Geographic Information System (GIS) mapping attaches a dataset to a specific space and place, substantiating a relationship between the two as not only directly related but as affected by or moved to that specific point on a map. However, when thinking about how to teach a workshop on mapping to a group, one problem came to mind: we are in a generation with a profound lack of relationship to and with maps and the locations of countries. Which, in general, is its own point of discussion; however, when considering migration and mapping, a recognition of this lack became a focus for me. The question formed: how do I first get people not only to see, but really understand this non-relationship?

As students, we shape our own archives, perceptions, and pedagogy through the scholars we read and encounter. The scholar whose work inspired this very workshop, and answered the questions I wrestled with, is Ana Patricia Rodriguez. I was guided through my approach by both her first monograph, Dividing the Isthmus: Central American Transnational Histories, Literature, and Cultures, and her article, “The Art of (Un)Accompaniment: Salvadoran Child Refugee Narratives in the Twenty-first Century.” (10 out of 10 recommend others read both)

First The Non-Relationship

Rodriquez begins her monograph’s introduction with an activity she runs in her classroom. I pull that activity and use it as my own introduction to not mapping, but maps. The assumption I make is clear- Latin American countries do not and will not register as located within the group’s imagination. The lack is made evident. Now, no spoilers, go read her book. This part of the workshop will use 3D-printed or woodcut materials, is theoretically brief, and allows me to transition from map to mapping by asking them questions. I don’t know what I will ask quite yet, but they will be fantastic questions.

Accompaniment as Pedagogy

Next point of inspiration. First, the question. How can I make a GIS mapping workshop interactive and include a dataset based on migrant experiences in Mexico? Rodriguez’s article introduced me to the work on accompaniment. In this article, her reading of Javier Zamora’s Unaccompanied (also a book everyone should read), theorizes “a poetics of un/accompaniment” where,

The poems create a path of accompaniment of critical empathy for readers to follow literally and literarily the migratory routes of child migrants … It is in this process of accompaniment that readers are positioned, if not prodded, to question the conditions that produce child migration and the legal violence of migration policies, which shape the outcomes of arrival, detention, exclusion, and deportation, especially for women and children.

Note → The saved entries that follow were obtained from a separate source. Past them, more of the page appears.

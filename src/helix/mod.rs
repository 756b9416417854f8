//! # Helix model and the two-stage least-squares fit
//!
//! A track is modeled as a circle in the transverse (x, y) plane plus a
//! linear relation between z and the transverse radius:
//!
//! ```text
//! (x - x0)^2 + (y - y0)^2 = radius^2
//! z = zslope * sqrt(x^2 + y^2) + z0
//! ```
//!
//! [`fit_helix`] performs the two stages in order: an algebraic Taubin circle
//! fit of the transverse coordinates, then an ordinary least-squares line fit
//! of z against the transverse radius. Fewer than three input points, or a
//! degenerate (collinear) configuration that makes the circle fit singular,
//! yield `None` – the caller drops the track and moves on, nothing throws.
//!
//! The closed-form point/plane helpers used by the derivative engine live in
//! [`geometry`].

pub mod geometry;

use nalgebra::Vector3;
use serde::{Deserialize, Serialize};

use crate::constants::Centimeter;

/// Newton iteration cap for the Taubin characteristic polynomial.
const TAUBIN_MAX_ITER: usize = 99;

/// Helix fit parameters `(radius, x0, y0, zslope, z0)`.
///
/// Invariant: `radius > 0` for any value produced by [`fit_helix`].
#[derive(Debug, Clone, Copy, PartialEq, Serialize, Deserialize)]
pub struct HelixParams {
    pub radius: Centimeter,
    pub x0: Centimeter,
    pub y0: Centimeter,
    pub zslope: f64,
    pub z0: Centimeter,
}

impl HelixParams {
    /// Parameters in solver order, the order used for local derivatives.
    pub fn as_array(&self) -> [f64; 5] {
        [self.radius, self.x0, self.y0, self.zslope, self.z0]
    }

    pub fn from_array(p: [f64; 5]) -> Self {
        HelixParams {
            radius: p[0],
            x0: p[1],
            y0: p[2],
            zslope: p[3],
            z0: p[4],
        }
    }
}

/// Fit a helix to a set of global 3D positions.
///
/// Stage 1 fits a circle to the transverse coordinates; stage 2 fits a line
/// to (transverse radius, z). Returns `None` when fewer than three points
/// are supplied or either stage is singular.
pub fn fit_helix(points: &[Vector3<f64>]) -> Option<HelixParams> {
    if points.len() < 3 {
        return None;
    }

    let (radius, x0, y0) = fit_circle_taubin(points)?;
    let (zslope, z0) = fit_z_line(points)?;

    Some(HelixParams {
        radius,
        x0,
        y0,
        zslope,
        z0,
    })
}

/// Algebraic circle fit (Taubin) of the transverse coordinates.
///
/// Works on centered moments and finds the smallest positive root of the
/// characteristic cubic by Newton iteration from zero. Collinear points make
/// the center solve singular; that case returns `None`.
fn fit_circle_taubin(points: &[Vector3<f64>]) -> Option<(f64, f64, f64)> {
    let n = points.len() as f64;

    let mean_x = points.iter().map(|p| p.x).sum::<f64>() / n;
    let mean_y = points.iter().map(|p| p.y).sum::<f64>() / n;

    // Centered second and third moments
    let (mut mxx, mut myy, mut mxy) = (0.0, 0.0, 0.0);
    let (mut mxz, mut myz, mut mzz) = (0.0, 0.0, 0.0);
    for p in points {
        let xi = p.x - mean_x;
        let yi = p.y - mean_y;
        let zi = xi * xi + yi * yi;
        mxx += xi * xi;
        myy += yi * yi;
        mxy += xi * yi;
        mxz += xi * zi;
        myz += yi * zi;
        mzz += zi * zi;
    }
    mxx /= n;
    myy /= n;
    mxy /= n;
    mxz /= n;
    myz /= n;
    mzz /= n;

    let mz = mxx + myy;
    let cov_xy = mxx * myy - mxy * mxy;
    let var_z = mzz - mz * mz;

    let a3 = 4.0 * mz;
    let a2 = -3.0 * mz * mz - mzz;
    let a1 = var_z * mz + 4.0 * cov_xy * mz - mxz * mxz - myz * myz;
    let a0 = mxz * (mxz * myy - myz * mxy) + myz * (myz * mxx - mxz * mxy) - var_z * cov_xy;
    let a22 = a2 + a2;
    let a33 = a3 + a3 + a3;

    // Newton from x = 0; the Taubin cubic always has its relevant root there
    let mut x = 0.0;
    let mut y = a0;
    for _ in 0..TAUBIN_MAX_ITER {
        let dy = a1 + x * (a22 + a33 * x);
        let x_new = x - y / dy;
        if !x_new.is_finite() || x_new == x {
            break;
        }
        let y_new = a0 + x_new * (a1 + x_new * (a2 + x_new * a3));
        if y_new.abs() > y.abs() {
            break;
        }
        x = x_new;
        y = y_new;
    }

    let det = x * x - x * mz + cov_xy;
    if det.abs() < f64::EPSILON || !det.is_finite() {
        return None;
    }

    let xc = (mxz * (myy - x) - myz * mxy) / det / 2.0;
    let yc = (myz * (mxx - x) - mxz * mxy) / det / 2.0;
    let radius = (xc * xc + yc * yc + mz).sqrt();
    if !radius.is_finite() || radius <= 0.0 {
        return None;
    }

    Some((radius, xc + mean_x, yc + mean_y))
}

/// Ordinary least-squares fit of z against the transverse radius.
fn fit_z_line(points: &[Vector3<f64>]) -> Option<(f64, f64)> {
    let n = points.len() as f64;

    let (mut sum_r, mut sum_z, mut sum_rz, mut sum_rr) = (0.0, 0.0, 0.0, 0.0);
    for p in points {
        let r = (p.x * p.x + p.y * p.y).sqrt();
        sum_r += r;
        sum_z += p.z;
        sum_rz += r * p.z;
        sum_rr += r * r;
    }

    let denom = n * sum_rr - sum_r * sum_r;
    if denom.abs() < f64::EPSILON {
        // all points at the same transverse radius
        return None;
    }

    let slope = (n * sum_rz - sum_r * sum_z) / denom;
    let intercept = (sum_z - slope * sum_r) / n;
    Some((slope, intercept))
}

The accompaniment that Rodriguez traces in Zamora’s works and literature builds on scholarship and research on accompaniment in movements and research, but ties it to migration. Poetry and narratives create a different space for “readers to follow” migrants on their route to the United States. This, along with the ways readers are “positioned, if not prodded, to question the conditions,” prompted me to consider how a hands-on GIS workshop almost inherently, and unintentionally, seeks to enact an accompaniment. This is not to claim that there is a perfect or unflawed relationship between mapping and accompaniment. The accompaniment will shift a bit in its movement to the digital and/or in the making of narratives into data points. However, through accompaniment, what became clear was that what I considered to be simply an inherent relationship between place and data was flawed when I maintained it as inherent rather than as something to be questioned and interrogated.

The reality is that datasets can risk reducing humans to bodies in the very act of transforming information into points plotted on a map. That risk is exacerbated when the lack of relationship to a map is already present, and all a viewer intakes is a map filled with marks, even when they attempt to filter and narrow the scope of what they are looking at. With that, can embedding the mapping of points as a process of accompaniment shift how a viewer or a mapper processes a large, complex dataset? And is this shift my pedagogical framework? No clue, I will get back to you on that one.

The Actual Workshop

The nitty-gritty part of this actual blog post. Bear with me. In groups, people will be given a 3D-printed or woodcut of México, with holes already embedded into the country. These will be the data points (holes, literally just holes already made in the map) and pins, sized to fit them. The holes are rendered as a permanent facet of the map due to the nature of 3D printing, which makes me consider how the stories and narratives the map represents are always present, whether they are pinned and mapped or not. Which, by no means, should be uncomplicated, we should always consider why data gets mapped, what it is meant to demonstrate, what ends up entering, and what is left out and excluded.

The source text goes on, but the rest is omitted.